Within the material below, how many lines carry the word "LoadedDocument"? Only that number is wanted.

(Input records)

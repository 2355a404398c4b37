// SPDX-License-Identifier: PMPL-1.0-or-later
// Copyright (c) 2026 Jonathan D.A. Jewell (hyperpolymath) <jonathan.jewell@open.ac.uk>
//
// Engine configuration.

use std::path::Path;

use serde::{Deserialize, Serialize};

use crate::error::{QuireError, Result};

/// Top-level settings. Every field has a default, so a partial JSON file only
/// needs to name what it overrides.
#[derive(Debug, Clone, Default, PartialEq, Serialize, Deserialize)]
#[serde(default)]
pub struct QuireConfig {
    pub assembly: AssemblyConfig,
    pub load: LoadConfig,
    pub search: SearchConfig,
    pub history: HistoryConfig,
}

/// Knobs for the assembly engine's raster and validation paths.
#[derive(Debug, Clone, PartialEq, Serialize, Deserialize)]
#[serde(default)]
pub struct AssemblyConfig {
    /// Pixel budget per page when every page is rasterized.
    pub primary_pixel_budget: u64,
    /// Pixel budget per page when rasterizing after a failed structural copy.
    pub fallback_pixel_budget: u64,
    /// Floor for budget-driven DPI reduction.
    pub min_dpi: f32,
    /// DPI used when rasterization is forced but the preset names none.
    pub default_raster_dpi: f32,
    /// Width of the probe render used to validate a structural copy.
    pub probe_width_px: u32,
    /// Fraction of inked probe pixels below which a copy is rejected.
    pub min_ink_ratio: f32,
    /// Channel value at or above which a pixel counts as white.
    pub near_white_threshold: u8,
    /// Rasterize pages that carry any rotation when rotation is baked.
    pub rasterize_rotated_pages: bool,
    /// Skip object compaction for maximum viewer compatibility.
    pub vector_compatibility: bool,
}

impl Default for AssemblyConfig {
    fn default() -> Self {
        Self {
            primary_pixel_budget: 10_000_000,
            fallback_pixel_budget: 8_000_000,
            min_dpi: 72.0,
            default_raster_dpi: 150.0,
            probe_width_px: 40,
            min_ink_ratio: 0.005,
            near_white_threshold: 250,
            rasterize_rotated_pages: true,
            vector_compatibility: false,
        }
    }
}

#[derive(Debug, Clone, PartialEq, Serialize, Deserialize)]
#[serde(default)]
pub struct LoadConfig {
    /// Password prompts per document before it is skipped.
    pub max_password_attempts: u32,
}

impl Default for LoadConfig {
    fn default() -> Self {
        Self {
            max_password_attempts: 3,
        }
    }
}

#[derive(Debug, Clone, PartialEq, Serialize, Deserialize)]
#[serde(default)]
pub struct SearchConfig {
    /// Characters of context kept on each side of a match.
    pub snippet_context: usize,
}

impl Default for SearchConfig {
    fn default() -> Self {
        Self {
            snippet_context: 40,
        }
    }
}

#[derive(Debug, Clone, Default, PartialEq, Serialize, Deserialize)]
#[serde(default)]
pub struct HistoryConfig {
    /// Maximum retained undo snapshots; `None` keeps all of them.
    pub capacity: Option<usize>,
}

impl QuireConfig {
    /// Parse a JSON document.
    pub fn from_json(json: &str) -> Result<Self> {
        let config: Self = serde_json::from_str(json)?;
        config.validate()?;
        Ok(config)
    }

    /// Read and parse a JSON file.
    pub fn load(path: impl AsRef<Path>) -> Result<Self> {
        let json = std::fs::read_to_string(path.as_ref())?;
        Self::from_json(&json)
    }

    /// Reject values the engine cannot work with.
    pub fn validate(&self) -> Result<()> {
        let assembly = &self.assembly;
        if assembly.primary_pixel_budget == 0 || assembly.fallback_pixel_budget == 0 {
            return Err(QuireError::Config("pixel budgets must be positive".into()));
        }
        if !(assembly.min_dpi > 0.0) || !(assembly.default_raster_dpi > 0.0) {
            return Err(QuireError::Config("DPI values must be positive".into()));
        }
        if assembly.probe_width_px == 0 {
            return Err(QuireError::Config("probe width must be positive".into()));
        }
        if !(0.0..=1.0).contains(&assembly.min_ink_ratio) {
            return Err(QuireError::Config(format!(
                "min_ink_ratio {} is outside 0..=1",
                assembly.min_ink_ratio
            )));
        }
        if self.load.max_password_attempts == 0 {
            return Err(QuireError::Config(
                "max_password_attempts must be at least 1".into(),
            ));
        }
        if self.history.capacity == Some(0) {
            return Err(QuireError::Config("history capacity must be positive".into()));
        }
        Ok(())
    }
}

(End Input records)
(Input records)

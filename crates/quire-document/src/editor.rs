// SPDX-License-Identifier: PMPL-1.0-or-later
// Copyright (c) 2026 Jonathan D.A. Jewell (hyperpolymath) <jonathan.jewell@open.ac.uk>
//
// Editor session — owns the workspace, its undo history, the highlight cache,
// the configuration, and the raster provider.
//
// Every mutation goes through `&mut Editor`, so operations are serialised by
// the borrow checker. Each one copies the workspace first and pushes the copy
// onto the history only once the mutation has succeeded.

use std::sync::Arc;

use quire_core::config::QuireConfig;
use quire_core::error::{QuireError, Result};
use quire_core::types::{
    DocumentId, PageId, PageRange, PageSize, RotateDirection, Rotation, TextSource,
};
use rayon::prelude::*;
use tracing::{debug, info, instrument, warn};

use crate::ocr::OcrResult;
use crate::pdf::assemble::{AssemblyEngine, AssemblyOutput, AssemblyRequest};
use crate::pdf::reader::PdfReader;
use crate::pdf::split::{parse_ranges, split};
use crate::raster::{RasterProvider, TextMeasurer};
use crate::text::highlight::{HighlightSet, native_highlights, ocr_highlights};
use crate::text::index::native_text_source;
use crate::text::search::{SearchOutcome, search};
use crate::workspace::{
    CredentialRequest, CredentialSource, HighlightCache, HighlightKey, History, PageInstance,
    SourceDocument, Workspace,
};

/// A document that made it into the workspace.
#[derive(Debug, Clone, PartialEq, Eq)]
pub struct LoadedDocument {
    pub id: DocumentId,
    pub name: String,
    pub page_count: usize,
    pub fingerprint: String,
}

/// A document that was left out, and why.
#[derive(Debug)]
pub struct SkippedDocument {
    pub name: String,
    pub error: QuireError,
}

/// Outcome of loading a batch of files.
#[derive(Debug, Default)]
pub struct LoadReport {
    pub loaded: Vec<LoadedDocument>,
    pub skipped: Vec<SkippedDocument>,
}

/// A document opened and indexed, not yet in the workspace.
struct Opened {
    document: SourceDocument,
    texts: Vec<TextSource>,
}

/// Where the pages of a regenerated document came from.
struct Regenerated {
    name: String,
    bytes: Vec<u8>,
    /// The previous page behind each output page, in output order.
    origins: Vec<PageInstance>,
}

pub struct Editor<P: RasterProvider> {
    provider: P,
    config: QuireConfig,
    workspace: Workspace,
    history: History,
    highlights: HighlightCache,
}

(End Input records)

▶ The answer
2